Which lines in the data below contain the string "Copy"? Show each one.

(Stored data entries)
┏━━

// Concat / Stack — one fused N-input primitive
//
// Concat joins inputs along an existing axis; every other dim must agree.
// Stack joins identically shaped inputs along a new axis. Both plan a single
// backend concat: for stack, each input is described with a size-1 dim
// inserted at the stack axis, so
//
//   stack([a, b], axis) == concat([a.unsqueeze(axis), b.unsqueeze(axis)], axis)
//
// and the same descriptors are used again when binding the inputs at
// execute time.
//
// Shape problems are configuration errors, reported before the backend is
// asked for anything.

use std::sync::Arc;

use primcache_core::{
    normalize_axis, ArgKind, Backend, Error, ExecArgs, OpDesc, Result, TensorDesc, TensorMut,
    TensorRef,
};

use crate::context::{PrimitiveContext, Stage};
use crate::signature::{AddSign, OpSignature};

#[derive(Debug, Clone, Copy, PartialEq, Eq, Hash)]
pub enum ConcatMode {
    /// Join along an existing axis.
    Concat,
    /// Join along a new axis.
    Stack,
}

impl ConcatMode {
    fn name(&self) -> &'static str {
        match self {
            ConcatMode::Concat => "concat",
            ConcatMode::Stack => "stack",
        }
    }
}

impl AddSign for ConcatMode {
    fn add_to(&self, sig: &mut OpSignature) {
        let tag: u64 = match self {
            ConcatMode::Concat => 1,
            ConcatMode::Stack => 2,
        };
        sig.add_sign(&tag);
    }
}

/// Concat/stack operator configuration.
#[derive(Debug, Clone, Copy, PartialEq, Eq)]
pub struct ConcatParam {
    /// Signed axis. For stack it indexes the output, so it ranges over
    /// `[-(rank + 1), rank]` of the inputs.
    pub axis: i64,
    pub mode: ConcatMode,
}

impl ConcatParam {
    pub fn concat(axis: i64) -> Self {
        ConcatParam {
            axis,
            mode: ConcatMode::Concat,
        }
    }

    pub fn stack(axis: i64) -> Self {
        ConcatParam {
            axis,
            mode: ConcatMode::Stack,
        }
    }
}

/// Validate `inputs` for `param` and return the normalized axis.
fn resolve_axis(param: &ConcatParam, inputs: &[&TensorDesc]) -> Result<usize> {
    let first = match inputs.first() {
        Some(first) => *first,
        None => {
            return Err(Error::EmptyInputs {
                op: param.mode.name(),
            })
        }
    };
    let rank = first.rank();
    let axis = match param.mode {
        ConcatMode::Concat => normalize_axis(param.axis, rank)?,
        ConcatMode::Stack => normalize_axis(param.axis, rank + 1)?,
    };

    for (j, desc) in inputs.iter().enumerate().skip(1) {
        if desc.rank() != rank {
            return Err(Error::RankMismatch {
                expected: rank,
                got: desc.rank(),
            });
        }
        if desc.dtype() != first.dtype() {
            return Err(Error::DTypeMismatch {
                expected: first.dtype(),
                got: desc.dtype(),
            });
        }
        match param.mode {
            ConcatMode::Concat => {
                let mismatch = first
                    .dims()
                    .iter()
                    .zip(desc.dims())
                    .enumerate()
                    .find(|&(d, (a, b))| d != axis && a != b);
                if let Some((dim, (&expected, &got))) = mismatch {
                    return Err(Error::ConcatDimMismatch {
                        input: j,
                        dim,
                        expected,
                        got,
                    });
                }
            }
            ConcatMode::Stack => {
                if desc.shape() != first.shape() {
                    return Err(Error::ShapeMismatch {
                        expected: first.shape().clone(),
                        got: desc.shape().clone(),
                    });
                }
            }
        }
    }
    Ok(axis)
}

/// Cached concat or stack over a fixed list of input descriptors.
#[derive(Debug)]
pub struct ConcatForward<B: Backend> {
    mode: ConcatMode,
    axis: usize,
    /// Descriptors the primitive was planned with (unit dim inserted for stack).
    srcs: Vec<TensorDesc>,
    stage: Stage<B>,
}

impl<B: Backend> ConcatForward<B> {
    /// Return the cached entry for these inputs, planning it on first use.
    pub fn get_cached(
        ctx: &mut PrimitiveContext<B>,
        param: &ConcatParam,
        inputs: &[TensorRef<'_, B::Storage>],
    ) -> Result<Arc<Self>> {
        let descs: Vec<&TensorDesc> = inputs.iter().map(|t| &*t.desc).collect();
        let axis = resolve_axis(param, &descs)?;

        let mut sig = OpSignature::new();
        sig.add_sign(&param.mode).add_sign(&axis).add_sign(&descs);

        ctx.cached(
            |c| &mut c.concat,
            sig,
            |backend| Self::build(backend, param.mode, axis, &descs),
        )
    }

    fn build(backend: &B, mode: ConcatMode, axis: usize, inputs: &[&TensorDesc]) -> Result<Self> {
        let srcs = match mode {
            ConcatMode::Concat => inputs.iter().map(|d| (*d).clone()).collect(),
            ConcatMode::Stack => inputs
                .iter()
                .map(|d| d.with_unit_dim(axis))
                .collect::<Result<Vec<_>>>()?,
        };
        let stage = Stage::build(backend, &OpDesc::Concat { srcs: &srcs, axis })?;
        Ok(ConcatForward {
            mode,
            axis,
            srcs,
            stage,
        })
    }

    pub fn mode(&self) -> ConcatMode {
        self.mode
    }

    pub fn axis(&self) -> usize {
        self.axis
    }

    pub fn num_inputs(&self) -> usize {
        self.srcs.len()
    }

    /// Descriptor of the joined output.
    pub fn output_desc(&self) -> &TensorDesc {
        self.stage.plan().output_desc()
    }

    /// Join `inputs` into `out`.
    pub fn execute(
        &self,
        ctx: &mut PrimitiveContext<B>,
        inputs: &[TensorRef<'_, B::Storage>],
        out: TensorMut<'_, B::Storage>,
    ) -> Result<()> {
        if inputs.len() != self.srcs.len() {
            return Err(Error::binding(
                ArgKind::MultipleSrc(inputs.len().min(self.srcs.len())),
                format!("planned for {} inputs, got {}", self.srcs.len(), inputs.len()),
            ));
        }
        let bound = match self.mode {
            ConcatMode::Concat => inputs.to_vec(),
            ConcatMode::Stack => inputs
                .iter()
                .enumerate()
                .map(|(j, t)| {
                    let desc = t
                        .desc
                        .with_unit_dim(self.axis)
                        .map_err(|e| Error::binding(ArgKind::MultipleSrc(j), e.to_string()))?;
                    Ok(t.with_desc(desc))
                })
                .collect::<Result<Vec<_>>>()?,
        };

        if ctx.validate_bindings() {
            for (j, (t, planned)) in bound.iter().zip(&self.srcs).enumerate() {
                t.check(ArgKind::MultipleSrc(j), planned)?;
            }
            out.check(ArgKind::Dst, self.output_desc())?;
        }

        let mut args = ExecArgs::new(ArgKind::Dst, out);
        for (j, t) in bound.into_iter().enumerate() {
            args = args.with_src(ArgKind::MultipleSrc(j), t);
        }
        ctx.submit(&self.stage, args)
    }
}

/// Plan (or fetch) and run a concatenation along `axis`.
pub fn concat_forward<B: Backend>(
    ctx: &mut PrimitiveContext<B>,
    axis: i64,
    inputs: &[TensorRef<'_, B::Storage>],
    out: TensorMut<'_, B::Storage>,
) -> Result<()> {
    let fwd = ConcatForward::get_cached(ctx, &ConcatParam::concat(axis), inputs)?;
    fwd.execute(ctx, inputs, out)
}

/// Plan (or fetch) and run a stack along the new axis `axis`.
pub fn stack_forward<B: Backend>(
    ctx: &mut PrimitiveContext<B>,
    axis: i64,
    inputs: &[TensorRef<'_, B::Storage>],
    out: TensorMut<'_, B::Storage>,
) -> Result<()> {
    let fwd = ConcatForward::get_cached(ctx, &ConcatParam::stack(axis), inputs)?;
    fwd.execute(ctx, inputs, out)
}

┗━━

Task output
#[derive(Debug, Clone, Copy, PartialEq, Eq, Hash)]
#[derive(Debug, Clone, Copy, PartialEq, Eq)]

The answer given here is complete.